**Saved data entries:**
───

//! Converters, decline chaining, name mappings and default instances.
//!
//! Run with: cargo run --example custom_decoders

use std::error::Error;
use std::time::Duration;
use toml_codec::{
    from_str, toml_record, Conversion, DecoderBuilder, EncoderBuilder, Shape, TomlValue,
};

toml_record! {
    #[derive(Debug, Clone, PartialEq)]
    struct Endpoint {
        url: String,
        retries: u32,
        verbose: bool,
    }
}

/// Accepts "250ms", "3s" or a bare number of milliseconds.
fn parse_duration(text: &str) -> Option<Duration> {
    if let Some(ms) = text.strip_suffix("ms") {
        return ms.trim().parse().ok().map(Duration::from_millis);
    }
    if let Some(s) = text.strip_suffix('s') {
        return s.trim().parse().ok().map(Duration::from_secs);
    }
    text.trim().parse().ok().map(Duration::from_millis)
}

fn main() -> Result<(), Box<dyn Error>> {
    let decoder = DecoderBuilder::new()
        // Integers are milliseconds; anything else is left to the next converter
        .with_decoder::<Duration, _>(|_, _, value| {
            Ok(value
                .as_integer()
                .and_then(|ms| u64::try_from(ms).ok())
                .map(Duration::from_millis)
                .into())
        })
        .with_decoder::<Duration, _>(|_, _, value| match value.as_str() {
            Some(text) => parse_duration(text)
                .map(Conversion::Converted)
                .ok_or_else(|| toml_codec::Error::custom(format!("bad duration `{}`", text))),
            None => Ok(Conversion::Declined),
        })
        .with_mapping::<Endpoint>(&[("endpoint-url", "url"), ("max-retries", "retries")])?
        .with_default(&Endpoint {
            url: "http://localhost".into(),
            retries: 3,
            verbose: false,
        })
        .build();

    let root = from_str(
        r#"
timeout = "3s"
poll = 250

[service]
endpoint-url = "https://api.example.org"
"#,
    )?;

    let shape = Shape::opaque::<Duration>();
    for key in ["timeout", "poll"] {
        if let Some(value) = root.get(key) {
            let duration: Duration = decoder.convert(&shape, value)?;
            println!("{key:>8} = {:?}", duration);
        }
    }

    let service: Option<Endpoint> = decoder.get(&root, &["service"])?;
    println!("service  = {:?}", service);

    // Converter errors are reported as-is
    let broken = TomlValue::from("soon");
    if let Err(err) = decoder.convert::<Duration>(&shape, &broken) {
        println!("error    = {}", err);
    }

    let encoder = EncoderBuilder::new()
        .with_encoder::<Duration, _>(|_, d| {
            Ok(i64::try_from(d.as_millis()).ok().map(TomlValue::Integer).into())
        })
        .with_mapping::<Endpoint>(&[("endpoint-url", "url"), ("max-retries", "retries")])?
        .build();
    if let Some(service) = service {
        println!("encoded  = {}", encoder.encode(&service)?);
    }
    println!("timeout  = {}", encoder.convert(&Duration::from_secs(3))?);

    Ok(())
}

───

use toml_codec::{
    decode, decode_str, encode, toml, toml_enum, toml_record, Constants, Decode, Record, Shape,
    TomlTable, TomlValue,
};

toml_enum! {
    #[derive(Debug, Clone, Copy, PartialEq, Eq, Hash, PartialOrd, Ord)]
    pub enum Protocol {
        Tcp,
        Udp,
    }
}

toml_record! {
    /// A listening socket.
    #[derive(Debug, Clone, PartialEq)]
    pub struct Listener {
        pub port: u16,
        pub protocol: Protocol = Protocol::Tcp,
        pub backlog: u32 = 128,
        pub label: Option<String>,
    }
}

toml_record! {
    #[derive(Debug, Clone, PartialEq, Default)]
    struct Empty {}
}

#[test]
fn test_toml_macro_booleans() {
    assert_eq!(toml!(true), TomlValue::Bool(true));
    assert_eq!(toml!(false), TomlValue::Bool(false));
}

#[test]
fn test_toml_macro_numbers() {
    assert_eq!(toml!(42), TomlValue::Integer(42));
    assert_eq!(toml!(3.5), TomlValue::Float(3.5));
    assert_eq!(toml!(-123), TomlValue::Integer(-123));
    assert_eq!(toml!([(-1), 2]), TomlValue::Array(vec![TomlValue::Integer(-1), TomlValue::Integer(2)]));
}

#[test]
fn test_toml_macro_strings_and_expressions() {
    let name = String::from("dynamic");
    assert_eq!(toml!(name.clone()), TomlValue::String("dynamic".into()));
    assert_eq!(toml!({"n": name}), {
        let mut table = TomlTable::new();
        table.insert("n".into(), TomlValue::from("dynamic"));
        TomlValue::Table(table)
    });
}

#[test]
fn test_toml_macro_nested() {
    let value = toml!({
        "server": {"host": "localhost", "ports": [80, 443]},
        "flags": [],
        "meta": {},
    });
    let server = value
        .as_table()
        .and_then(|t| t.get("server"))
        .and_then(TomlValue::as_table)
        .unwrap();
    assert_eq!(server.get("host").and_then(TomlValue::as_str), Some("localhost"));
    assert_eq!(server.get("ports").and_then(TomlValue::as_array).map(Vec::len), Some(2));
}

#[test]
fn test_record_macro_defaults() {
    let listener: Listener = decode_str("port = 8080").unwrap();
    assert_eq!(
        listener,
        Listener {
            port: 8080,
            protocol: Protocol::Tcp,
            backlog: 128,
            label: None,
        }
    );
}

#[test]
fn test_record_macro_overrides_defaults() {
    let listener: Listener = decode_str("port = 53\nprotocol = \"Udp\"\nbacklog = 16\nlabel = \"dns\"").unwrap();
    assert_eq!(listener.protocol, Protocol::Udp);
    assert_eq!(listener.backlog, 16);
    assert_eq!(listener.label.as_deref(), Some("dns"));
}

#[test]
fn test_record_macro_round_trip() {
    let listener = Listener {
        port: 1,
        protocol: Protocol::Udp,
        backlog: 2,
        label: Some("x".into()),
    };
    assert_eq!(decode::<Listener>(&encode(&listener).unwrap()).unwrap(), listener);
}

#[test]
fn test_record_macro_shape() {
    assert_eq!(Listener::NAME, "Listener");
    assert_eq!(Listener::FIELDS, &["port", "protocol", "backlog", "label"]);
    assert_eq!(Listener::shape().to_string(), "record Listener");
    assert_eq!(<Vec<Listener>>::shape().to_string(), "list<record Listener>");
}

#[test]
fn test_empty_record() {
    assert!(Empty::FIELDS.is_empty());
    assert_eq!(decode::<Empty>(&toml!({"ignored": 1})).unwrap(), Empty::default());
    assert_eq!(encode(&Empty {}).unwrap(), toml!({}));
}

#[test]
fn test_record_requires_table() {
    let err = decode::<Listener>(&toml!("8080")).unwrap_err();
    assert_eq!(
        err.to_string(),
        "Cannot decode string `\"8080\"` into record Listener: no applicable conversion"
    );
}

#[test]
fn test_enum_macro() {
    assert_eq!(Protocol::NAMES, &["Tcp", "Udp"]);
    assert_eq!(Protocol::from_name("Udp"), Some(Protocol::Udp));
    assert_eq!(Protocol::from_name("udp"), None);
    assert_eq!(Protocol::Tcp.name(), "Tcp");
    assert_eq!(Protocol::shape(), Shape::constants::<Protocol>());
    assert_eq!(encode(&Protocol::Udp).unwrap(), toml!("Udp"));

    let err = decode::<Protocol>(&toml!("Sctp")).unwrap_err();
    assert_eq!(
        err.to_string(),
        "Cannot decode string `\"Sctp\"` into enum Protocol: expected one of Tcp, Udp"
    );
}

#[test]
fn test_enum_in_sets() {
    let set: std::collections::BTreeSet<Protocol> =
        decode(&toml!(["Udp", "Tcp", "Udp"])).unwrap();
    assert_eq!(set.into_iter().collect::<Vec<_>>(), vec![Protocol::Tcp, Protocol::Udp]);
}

───

**TASK ITEM:** Working through the records, find each line containing the word "server" and copy it.

**WRITTEN ANSWER:**
        "server": {"host": "localhost", "ports": [80, 443]},
    let server = value
        .and_then(|t| t.get("server"))
    assert_eq!(server.get("host").and_then(TomlValue::as_str), Some("localhost"));
    assert_eq!(server.get("ports").and_then(TomlValue::as_array).map(Vec::len), Some(2));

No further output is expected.